After locating the line that contains "impl From<f64> for", restate it and each later line word for word through the end of the records.

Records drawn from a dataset
================================

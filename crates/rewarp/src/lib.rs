#![doc = env!("CARGO_PKG_DESCRIPTION")]

#[doc(inline)]
pub use rewarp_image as image;

#[doc(inline)]
pub use rewarp_imgproc as imgproc;

#[doc(inline)]
pub use rewarp_io as io;
/// A per-channel color value used as a constant fill.
///
/// Components follow the channel order of the image (R, G, B, A for color
/// rasters); single channel images read the first component only.
#[derive(Debug, Clone, Copy, PartialEq, Default)]
pub struct Scalar(pub [f64; 4]);

impl Scalar {
    /// All components zero.
    pub const BLACK: Scalar = Scalar([0.0, 0.0, 0.0, 0.0]);
    /// Full 8-bit white.
    pub const WHITE: Scalar = Scalar([255.0, 255.0, 255.0, 255.0]);
    /// 8-bit red.
    pub const RED: Scalar = Scalar([255.0, 0.0, 0.0, 255.0]);
    /// 8-bit green.
    pub const GREEN: Scalar = Scalar([0.0, 255.0, 0.0, 255.0]);
    /// 8-bit blue.
    pub const BLUE: Scalar = Scalar([0.0, 0.0, 255.0, 255.0]);
    /// 8-bit yellow.
    pub const YELLOW: Scalar = Scalar([255.0, 255.0, 0.0, 255.0]);

    /// Create a scalar from its four components.
    pub const fn new(c0: f64, c1: f64, c2: f64, c3: f64) -> Self {
        Scalar([c0, c1, c2, c3])
    }

    /// Create a scalar with the same value in every component.
    pub const fn all(v: f64) -> Self {
        Scalar([v, v, v, v])
    }

    /// Component for channel `c`; channels past the fourth read zero.
    pub fn channel(&self, c: usize) -> f64 {
        self.0.get(c).copied().unwrap_or(0.0)
    }
}

impl From<f64> for Scalar {
    fn from(v: f64) -> Self {
        Scalar([v, 0.0, 0.0, 0.0])
    }
}

impl From<[f64; 4]> for Scalar {
    fn from(v: [f64; 4]) -> Self {
        Scalar(v)
    }
}

impl From<[f64; 3]> for Scalar {
    fn from(v: [f64; 3]) -> Self {
        Scalar([v[0], v[1], v[2], 0.0])
    }
}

================================

## [RESPONSE AREA]
impl From<f64> for Scalar {
    fn from(v: f64) -> Self {
        Scalar([v, 0.0, 0.0, 0.0])
    }
}

impl From<[f64; 4]> for Scalar {
    fn from(v: [f64; 4]) -> Self {
        Scalar(v)
    }
}

impl From<[f64; 3]> for Scalar {
    fn from(v: [f64; 3]) -> Self {
        Scalar([v[0], v[1], v[2], 0.0])
    }
}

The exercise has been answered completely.